I have one thing in common with one of my neighbours: we both don’t like pets and so, we don’t have them in our homes.
When she recently told me about a strange cat that was frequenting her home where it found comfort in their lounge or bedrooms, I sympathised with her. I identified with her pain because I can’t stand the presence of a cat or a dog in my home; hence, my decision to raise none of these pets.
I thought I had an idea of the nuisance she was putting up with until the cat decided to change course and started visiting my house a few days ago.
No amount of chasing or shouting has helped us get rid of the small creature, which seems to be spending more time in our house than the owner’s, who I don’t know.
While it is easy for me to keep a dog away by simply closing the doors, this cat sneaks into the house through windows, making way to the kitchen or other rooms of its choice, to my displeasure.

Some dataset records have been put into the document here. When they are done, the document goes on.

//! Topic scheme derivation and validation: a small struct so the three
//! derived topics are computed once per client and re-used across
//! subscribe/publish calls.

use crate::error::{Error, Result};

const MAX_TOPIC_BYTES: usize = 512;

/// Derives and validates the three topics a node needs: its own commands
/// and responses topics, and the shared replication events topic.
#[derive(Debug, Clone)]
pub struct TopicScheme {
    prefix: String,
    client_id: String,
}

impl TopicScheme {
    pub fn new<P: Into<String>, C: Into<String>>(prefix: P, client_id: C) -> Result<Self> {
        let prefix = prefix.into();
        let client_id = client_id.into();
        validate_segment(&prefix, "prefix")?;
        validate_segment(&client_id, "client_id")?;
        Ok(Self { prefix, client_id })
    }

    pub fn commands(&self) -> String {
        format!("{}/commands/{}", self.prefix, self.client_id)
    }

    pub fn responses(&self) -> String {
        format!("{}/responses/{}", self.prefix, self.client_id)
    }

    pub fn replication_events(&self) -> String {
        format!("{}/replication/events", self.prefix)
    }

    /// Validates a topic string arriving from the broker before it is
    /// trusted as a routing key: rejects wildcards, non-UTF-8 (impossible
    /// once it is a `&str`, but kept explicit for clarity),
    /// leading/trailing slashes, and overlength topics.
    pub fn validate_inbound(topic: &str) -> Result<()> {
        if topic.is_empty() {
            return Err(Error::validation("topic must not be empty"));
        }
        if topic.len() > MAX_TOPIC_BYTES {
            return Err(Error::validation(format!(
                "topic exceeds {} bytes",
                MAX_TOPIC_BYTES
            )));
        }
        if topic.starts_with('/') || topic.ends_with('/') {
            return Err(Error::validation("topic must not have leading/trailing slash"));
        }
        if topic.contains('+') || topic.contains('#') {
            return Err(Error::validation("topic must not contain MQTT wildcards"));
        }
        Ok(())
    }
}

fn validate_segment(s: &str, field: &str) -> Result<()> {
    if s.is_empty() {
        return Err(Error::validation(format!("{} must not be empty", field)));
    }
    if s.len() > MAX_TOPIC_BYTES {
        return Err(Error::validation(format!("{} exceeds {} bytes", field, MAX_TOPIC_BYTES)));
    }
    if s.starts_with('/') || s.ends_with('/') {
        return Err(Error::validation(format!("{} must not have leading/trailing slash", field)));
    }
    if s.contains('+') || s.contains('#') {
        return Err(Error::validation(format!("{} must not contain MQTT wildcards", field)));
    }
    Ok(())
}

#[cfg(test)]
mod tests {
    use super::*;

    #[test]
    fn derives_expected_topics() {
        let t = TopicScheme::new("fleet1", "node-a").unwrap();
        assert_eq!(t.commands(), "fleet1/commands/node-a");
        assert_eq!(t.responses(), "fleet1/responses/node-a");
        assert_eq!(t.replication_events(), "fleet1/replication/events");
    }

    #[test]
    fn rejects_wildcard_prefix() {
        assert!(TopicScheme::new("fleet/+", "node-a").is_err());
        assert!(TopicScheme::new("fleet/#", "node-a").is_err());
    }

    #[test]
    fn rejects_leading_trailing_slash() {
        assert!(TopicScheme::new("/fleet1", "node-a").is_err());
        assert!(TopicScheme::new("fleet1/", "node-a").is_err());
    }

    #[test]
    fn validate_inbound_rejects_wildcards_and_overlength() {
        assert!(TopicScheme::validate_inbound("fleet1/commands/+").is_err());
        assert!(TopicScheme::validate_inbound("fleet1/commands/#").is_err());
        assert!(TopicScheme::validate_inbound("").is_err());
        let long = "a".repeat(600);
        assert!(TopicScheme::validate_inbound(&long).is_err());
    }

    #[test]
    fn validate_inbound_accepts_well_formed_topic() {
        assert!(TopicScheme::validate_inbound("fleet1/commands/node-a").is_ok());
    }
}
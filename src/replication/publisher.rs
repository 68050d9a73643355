//! Replication Publisher.

use std::sync::atomic::{AtomicU64, Ordering};
use std::sync::Arc;

use uuid::Uuid;

use crate::codec;
use crate::error::Result;
use crate::model::{Entry, Operation, Priority, QueuedOperation, ReplicationEvent};
use crate::offline_queue::OfflineQueue;
use crate::topic::TopicScheme;
use crate::transport::{PublishRequest, TransportHandle};

/// Allocates a per-node monotonic `seq` starting at 1 and publishes
/// accepted local mutations on the replication topic at QoS=1. Falls back
/// to the Offline Queue when the transport is not connected.
pub struct Publisher {
    node_id: String,
    next_seq: AtomicU64,
    transport: TransportHandle,
    topics: TopicScheme,
    offline_queue: Arc<OfflineQueue>,
}

impl Publisher {
    pub fn new(
        node_id: String,
        transport: TransportHandle,
        topics: TopicScheme,
        offline_queue: Arc<OfflineQueue>,
    ) -> Self {
        Self { node_id, next_seq: AtomicU64::new(1), transport, topics, offline_queue }
    }

    /// Allocates the next monotonic outbound `seq`. Callers stamp the
    /// `Entry` they are about to store with this value *before* storing it,
    /// so the stored entry and the published event agree on `seq` (storage
    /// dedup is keyed on `(node_id, seq)`, so a locally-originated entry
    /// must never reuse a prior local `seq`).
    pub fn next_seq(&self) -> u64 {
        self.next_seq.fetch_add(1, Ordering::SeqCst)
    }

    pub fn node_id(&self) -> &str {
        &self.node_id
    }

    /// Encodes and publishes the `ReplicationEvent` for an already-stored
    /// local mutation — or, if disconnected, hands it to the Offline Queue
    /// (high priority for deletes, normal otherwise). `entry.node_id` and
    /// `entry.seq` must already be this node's id and an allocated `seq`.
    pub async fn publish_mutation(&self, op: Operation, entry: &Entry) -> Result<()> {
        debug_assert_eq!(entry.node_id, self.node_id, "publisher only republishes this node's own entries");
        let event = ReplicationEvent::from_entry(op, entry);
        let encoded = codec::encode(&event)?;

        if self.transport.state() == crate::model::ConnectionState::Connected {
            let request = PublishRequest { topic: self.topics.replication_events(), payload: encoded };
            if self.transport.publish(request).await.is_ok() {
                return Ok(());
            }
        }

        let priority = if event.tombstone { Priority::High } else { Priority::Normal };
        self.offline_queue.enqueue(QueuedOperation {
            operation_id: Uuid::new_v4(),
            operation_type: format!("{:?}", op),
            priority,
            command_bytes: encoded,
            queued_at_ms: entry.timestamp_ms,
            attempts: 0,
            last_error: None,
        })
    }

    /// Re-publishes a previously queued, already-encoded event (used when
    /// draining the Offline Queue after reconnection).
    pub async fn publish_encoded(&self, encoded: Vec<u8>) -> Result<()> {
        let request = PublishRequest { topic: self.topics.replication_events(), payload: encoded };
        self.transport.publish(request).await
    }
}

#[cfg(test)]
mod tests {
    use super::*;

    #[test]
    fn seq_allocation_is_monotonic_starting_at_one() {
        let next_seq = AtomicU64::new(1);
        let first = next_seq.fetch_add(1, Ordering::SeqCst);
        let second = next_seq.fetch_add(1, Ordering::SeqCst);
        assert_eq!(first, 1);
        assert_eq!(second, 2);
    }
}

Imagine you are taking a nap one afternoon only to be woken up my some strange cat meowing beside you. It is just maddening.
But this is not the only nuisance that some people suffer at the hands of pets they don’t own. There are some irresponsible dog owners who care less about where their dog eats, plays or defecates, such that some households have to put up with the forced presence of hungry dogs that come in search of food before turning their lawns into toilets.
Some of the ‘homeless’ dogs—which are a threat to people’s lives as they more likely never get necessary vaccines—enjoy sleeping on neighbours’ door mats where they sometimes drop their hair and ticks while the wounds on their ears invite flies to the wrong doorsteps.
Pets can be fun and a reliable source of security and, of course, good company for other people, but if you ask me, not everyone should own a pet because some people just don’t know how to responsibly look after these animals.
Take, for instance, a household in some high density township that chooses to own a group of dogs when they don’t even have a fence or mere chains to limit their movements. It is such dogs, who are usually poorly fed, that end up stealing food from neighbours’ kitchens.
If you don’t own a dog, the last thing you want to find on your lawn or yard is dog shit. Why should someone else decide to own a pet and leave you the duty to clean after them? There is more to owning pets that just acquiring them.
Considering the absence of reasoning capabilities in pets, owners have a responsibility to take interest in how their animals move about in the neighbourhood.